Family carers feel abandoned by state after death of loved ones
Lauren ComiteauNeeltje Staats is on a mission. It’s not one she chose, and not one she even relishes.
It began in 2018, when her five year old daughter, Bel, died.
Bel had been born with severe mental and physical disabilities and given a short life expectancy. The only way to take care of her at home was for either Staats or her partner to quit work.
Staats left her job to care for Bel full time. She received help from the state in the form of a PGB, a personal budget, which provides an income to family members taking care of other sick relatives. The alternative would often be expensive institutional care.
“Parents get paid for 40 hours maximum per week,” says Staats. “It’s crazy, because we work much more than that. It’s also crazy to get money for caring for your child. It’s all kinds of crazy. And all kinds of sad. But it’s a very good system in a horrible situation.”
Bel died on February 25, 2018. On February 26, the money was gone. “The day she died was my last day of income,” says Staats. “The day after, I was unemployed, in so many ways.”
Campaign
That’s when Staats began her 5-year campaign to get the government to provide temporary financial support after the PGB suddenly ends and to help grieving caregivers, many of whose lives were put on hold for years, move on.
“I want parents like us, often single mothers, to get unemployment benefits based on the number of years they’ve been caring for a sick relative,” she says. “And to get help with finding jobs or pursuing an education. They need to re-focus their entire lives.”
She started out by writing to then health minister Hugo de Jonge, who was sympathetic but not very helpful. “I was so angry,” she says. “I thought the government can’t know what it’s like until they meet someone who has experienced it. The minister gave me incorrect advice, showing that he didn’t know how this law worked in real life. I did.”
She’s since reached out to parliament members and worked closely with the Knowledge Center for Palliative Care for Children. Last year, research commissioned by the health ministry resulted in a report confirming Staats’ worst fears.
“It was not surprising,” she says. “People must sell their houses, they go into debt and need help getting back to work. And they hate the financial stress due to the death of a child. It’s all very painful.”

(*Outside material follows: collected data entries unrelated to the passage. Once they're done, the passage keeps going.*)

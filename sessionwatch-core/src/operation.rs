//! Data model for tracked operations
//!
//! An [`Operation`] is one unit of tracked work (connect, command, file
//! transfer, port forward, authentication). It is created when work begins
//! and turned into an immutable [`CompletedOperation`] exactly once when the
//! transport layer reports completion.

use std::collections::BTreeMap;
use std::time::{Duration, Instant};

use chrono::{DateTime, Utc};
use serde::{Deserialize, Serialize};
use uuid::Uuid;

/// The kind of work an operation represents
#[derive(Debug, Clone, Copy, PartialEq, Eq, Hash, Serialize, Deserialize)]
#[serde(rename_all = "snake_case")]
pub enum OperationKind {
    /// Opening a remote connection
    Connect,
    /// Executing a remote command
    Command,
    /// Transferring a file
    FileTransfer,
    /// Establishing a port forward
    PortForward,
    /// An authentication attempt
    Authenticate,
    /// Anything else the transport layer reports
    Other,
}

impl OperationKind {
    /// Returns a stable display name for logs and error records
    #[must_use]
    pub const fn display_name(self) -> &'static str {
        match self {
            Self::Connect => "connect",
            Self::Command => "command",
            Self::FileTransfer => "file_transfer",
            Self::PortForward => "port_forward",
            Self::Authenticate => "authenticate",
            Self::Other => "other",
        }
    }
}

impl std::fmt::Display for OperationKind {
    fn fmt(&self, f: &mut std::fmt::Formatter<'_>) -> std::fmt::Result {
        write!(f, "{}", self.display_name())
    }
}

/// An in-flight tracked operation.
///
/// Holds both a wall-clock start time (for reporting) and a monotonic start
/// instant (for duration measurement). Mutated only once, by completion.
#[derive(Debug, Clone)]
pub struct Operation {
    /// Unique id, caller-supplied or generated
    pub id: Uuid,
    /// What kind of work this is
    pub kind: OperationKind,
    /// Target host
    pub host: String,
    /// Target port
    pub port: u16,
    /// Wall-clock start time
    pub started_at: DateTime<Utc>,
    /// Free-form annotations supplied by the producer
    pub metadata: BTreeMap<String, String>,
    started: Instant,
}

impl Operation {
    /// Creates a new operation with a generated id
    #[must_use]
    pub fn new(kind: OperationKind, host: impl Into<String>, port: u16) -> Self {
        Self::with_id(Uuid::new_v4(), kind, host, port)
    }

    /// Creates a new operation with a caller-supplied id
    #[must_use]
    pub fn with_id(id: Uuid, kind: OperationKind, host: impl Into<String>, port: u16) -> Self {
        Self {
            id,
            kind,
            host: host.into(),
            port,
            started_at: Utc::now(),
            metadata: BTreeMap::new(),
            started: Instant::now(),
        }
    }

    /// Attaches metadata, replacing any existing value for the key
    #[must_use]
    pub fn with_metadata(mut self, metadata: BTreeMap<String, String>) -> Self {
        self.metadata = metadata;
        self
    }

    /// Elapsed time since the operation started
    #[must_use]
    pub fn elapsed(&self) -> Duration {
        self.started.elapsed()
    }

    /// Completes the operation, measuring the duration from the start instant
    #[must_use]
    pub fn complete(self, success: bool) -> CompletedOperation {
        let duration = self.started.elapsed();
        self.complete_with_duration(success, duration)
    }

    /// Completes the operation with an explicit duration.
    ///
    /// Used by the monitors when the producer reports a measured duration,
    /// and by tests that need deterministic timings.
    #[must_use]
    pub fn complete_with_duration(self, success: bool, duration: Duration) -> CompletedOperation {
        CompletedOperation {
            id: self.id,
            kind: self.kind,
            host: self.host,
            port: self.port,
            started_at: self.started_at,
            ended_at: Utc::now(),
            duration_secs: duration.as_secs_f64(),
            success,
            error: None,
            bytes_transferred: None,
            metadata: self.metadata,
        }
    }
}

/// A finished operation. Never mutated after creation.
#[derive(Debug, Clone, PartialEq, Serialize, Deserialize)]
pub struct CompletedOperation {
    /// Operation id
    pub id: Uuid,
    /// What kind of work this was
    pub kind: OperationKind,
    /// Target host
    pub host: String,
    /// Target port
    pub port: u16,
    /// Wall-clock start time
    pub started_at: DateTime<Utc>,
    /// Wall-clock end time
    pub ended_at: DateTime<Utc>,
    /// Measured duration in seconds
    pub duration_secs: f64,
    /// Whether the work succeeded
    pub success: bool,
    /// Error text reported by the producer, if any
    pub error: Option<String>,
    /// Bytes moved by the operation, if reported
    pub bytes_transferred: Option<u64>,
    /// Annotations carried over from the in-flight operation
    pub metadata: BTreeMap<String, String>,
}

impl CompletedOperation {
    /// Attaches the producer-reported error text
    #[must_use]
    pub fn with_error(mut self, error: impl Into<String>) -> Self {
        self.error = Some(error.into());
        self
    }

    /// Attaches the producer-reported byte count
    #[must_use]
    pub const fn with_bytes(mut self, bytes: u64) -> Self {
        self.bytes_transferred = Some(bytes);
        self
    }
}

/// A recorded error with its originating operation, kept in bounded histories
#[derive(Debug, Clone, PartialEq, Eq, Serialize, Deserialize)]
pub struct ErrorRecord {
    /// Error message text
    pub message: String,
    /// Name of the operation that produced it
    pub operation: String,
    /// When it was recorded
    pub occurred_at: DateTime<Utc>,
}

impl ErrorRecord {
    /// Creates a new error record timestamped now
    #[must_use]
    pub fn new(message: impl Into<String>, operation: impl Into<String>) -> Self {
        Self {
            message: message.into(),
            operation: operation.into(),
            occurred_at: Utc::now(),
        }
    }
}
impl CoordinatorState {
    fn rebuild_realtime(&mut self) {
        let elapsed = self.started_at.elapsed();
        let stats = self.global.stats();
        let throughput = if elapsed >= Duration::from_secs(60) {
            Some(stats.completed_operations as f64 / (elapsed.as_secs_f64() / 60.0))
        } else {
            None
        };
        let active_operations = self
            .global
            .active_operations()
            .into_iter()
            .map(|op| ActiveOperationStatus {
                id: op.id,
                kind: op.kind,
                host: op.host.clone(),
                port: op.port,
                session_id: self.op_sessions.get(&op.id).cloned(),
                elapsed_secs: op.elapsed().as_secs_f64(),
            })
            .collect();
        let sessions = self
            .sessions
            .iter()
            .map(|(id, m)| {
                (
                    id.clone(),
                    SessionStatus {
                        connected: m.is_active(),
                        idle: m.is_idle(),
                    },
                )
            })
            .collect();
        self.realtime = RealtimeStatus {
            active_operations,
            sessions,
            operations_completed: stats.completed_operations,
            operations_failed: stats.failed_operations,
            throughput_per_minute: throughput,
            active_alerts: self.recent_alerts.snapshot(),
            updated_at: Utc::now(),
        };
    }
}

/// Coordinates session monitors, global telemetry, performance tracking,
/// and the periodic aggregation and health cycles.
///
/// Cheap to clone; clones share state and the event channel. Constructed
/// explicitly and passed where needed.
#[derive(Clone)]
pub struct MonitoringCoordinator {
    inner: Arc<Mutex<CoordinatorState>>,
    events: broadcast::Sender<MonitorEvent>,
    settings: MonitorSettings,
}
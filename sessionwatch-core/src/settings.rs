//! Engine settings: cycle intervals, retention capacities, and thresholds
//!
//! All values have serde defaults so a partially specified settings document
//! deserializes into a working configuration.

use serde::{Deserialize, Serialize};
use std::time::Duration;

/// Tunable settings for the monitoring engine
#[derive(Debug, Clone, PartialEq, Serialize, Deserialize)]
pub struct MonitorSettings {
    /// Aggregation cycle interval in seconds (1–300, default: 5)
    #[serde(default = "default_aggregation_interval_secs")]
    pub aggregation_interval_secs: u16,
    /// Health-check cycle interval in seconds (1–300, default: 10)
    #[serde(default = "default_health_check_interval_secs")]
    pub health_check_interval_secs: u16,
    /// Latency samples retained per session (default: 100)
    #[serde(default = "default_latency_window")]
    pub latency_window: usize,
    /// Command history entries retained per session (default: 100)
    #[serde(default = "default_command_history")]
    pub command_history: usize,
    /// Slow-operation records retained per session (default: 10)
    #[serde(default = "default_slow_operation_history")]
    pub slow_operation_history: usize,
    /// Recent error records retained per monitor (default: 10)
    #[serde(default = "default_recent_error_history")]
    pub recent_error_history: usize,
    /// Bottleneck records retained by the performance tracker (default: 10)
    #[serde(default = "default_bottleneck_history")]
    pub bottleneck_history: usize,
    /// Completed operations retained in the global rolling window (default: 50)
    #[serde(default = "default_recent_completed_window")]
    pub recent_completed_window: usize,
    /// Archived session summaries retained by the coordinator (default: 50)
    #[serde(default = "default_archived_sessions")]
    pub archived_sessions: usize,
    /// Duration above which a completed operation is recorded as slow (default: 5.0s)
    #[serde(default = "default_slow_operation_threshold_secs")]
    pub slow_operation_threshold_secs: f64,
    /// Duration above which a span is flagged as a bottleneck (default: 1.0s)
    #[serde(default = "default_slow_span_threshold_secs")]
    pub slow_span_threshold_secs: f64,
    /// Inactivity period after which a session is considered idle (default: 300s)
    #[serde(default = "default_idle_threshold_secs")]
    pub idle_threshold_secs: u32,
}

const fn default_aggregation_interval_secs() -> u16 {
    5
}

const fn default_health_check_interval_secs() -> u16 {
    10
}

const fn default_latency_window() -> usize {
    100
}

const fn default_command_history() -> usize {
    100
}

const fn default_slow_operation_history() -> usize {
    10
}

const fn default_recent_error_history() -> usize {
    10
}

const fn default_bottleneck_history() -> usize {
    10
}

const fn default_recent_completed_window() -> usize {
    50
}

const fn default_archived_sessions() -> usize {
    50
}

const fn default_slow_operation_threshold_secs() -> f64 {
    5.0
}

const fn default_slow_span_threshold_secs() -> f64 {
    1.0
}

const fn default_idle_threshold_secs() -> u32 {
    300
}

impl Default for MonitorSettings {
    fn default() -> Self {
        Self {
            aggregation_interval_secs: default_aggregation_interval_secs(),
            health_check_interval_secs: default_health_check_interval_secs(),
            latency_window: default_latency_window(),
            command_history: default_command_history(),
            slow_operation_history: default_slow_operation_history(),
            recent_error_history: default_recent_error_history(),
            bottleneck_history: default_bottleneck_history(),
            recent_completed_window: default_recent_completed_window(),
            archived_sessions: default_archived_sessions(),
            slow_operation_threshold_secs: default_slow_operation_threshold_secs(),
            slow_span_threshold_secs: default_slow_span_threshold_secs(),
            idle_threshold_secs: default_idle_threshold_secs(),
        }
    }
}

impl MonitorSettings {
    /// Returns the aggregation interval clamped to 1–300 seconds
    #[must_use]
    pub fn effective_aggregation_interval(&self) -> Duration {
        Duration::from_secs(u64::from(self.aggregation_interval_secs.clamp(1, 300)))
    }

    /// Returns the health-check interval clamped to 1–300 seconds
    #[must_use]
    pub fn effective_health_check_interval(&self) -> Duration {
        Duration::from_secs(u64::from(self.health_check_interval_secs.clamp(1, 300)))
    }
}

And unfair. According the report, parents find it particularly egregious that they don’t receive a special financial arrangement when the alternative to their care could be expensive institutionalization. “They have – in their own words – saved society a lot of money,” says the report.
“Complex”
This week, Staats appeared on the TV news programme Nieuwsuur, which had been investigating why some 80,000 people in similar situations have fallen through the administrative cracks. This is still happening despite a recent ruling by The Central Appeals Tribunal (CRvB), the highest administrative court dealing with social security, that care providers who receive personal budgets are entitled to unemployment benefits when they lose their jobs
Karien van Gennip, the minister of social affairs and employment, told the show that, along with the minister for long-term care and sport Conny Helder, they are working “on a solution that will allow us to better help parents who find themselves in such a situation. Such a solution touches on both care and social security and is very complex.”
It is complex because there are so many players in the equation: in addition to the two ministries, there’s the SVB (the Social Insurance Bank that manages the country’s national insurance schemes) and the tax office. And complex, too, because it involves two different types of contracts: one for employment (which the caregivers don’t receive) and a caregiver’s agreement that the SVB recommends for people like Staats. But that doesn’t provide them the compensation they need upon the death of their loved one.
Hurry up
Wessel de Heus, a spokesperson for the ministry of social affairs and employment, says the court ruling only applies to employment contracts and not social contracts. He says the minister is studying the “far-reaching consequences” of the March court ruling and hopes to know more by autumn.
However, legal experts told Nieuwsuur that there is not necessarily a difference in law, and it is a question of political will rather than legal obstacles. In the meantime, with the government’s resignation Friday night over migration issues, there could be new ministers to deal with come autumn.
And as Staats pointed out to Nieuwsuur, it is all just too long a wait. “What the government now expects is that you actually have to plan beyond the death of your child. That is simply too much to ask. It is really bizarre that politics are still failing us as parents and families. I do not understand that this is not being rushed. It is a harsh reality for people. Hurry up.”
She added to Dutch News: “I didn’t want to be on national television. It’s the saddest part of my life. And I’ve moved on with my life. But I want to fix it for others. For me, it’s too little, too late.”
Staats, who received financial help from her family after Bel’s death and whose partner still worked, is now pursuing a university degree in Humanistic Studies and working as a chaplain. But she hasn’t given up advocating for the families of critically ill children. “I don’t care how they fix it,” she says. “I just care that they fix it.”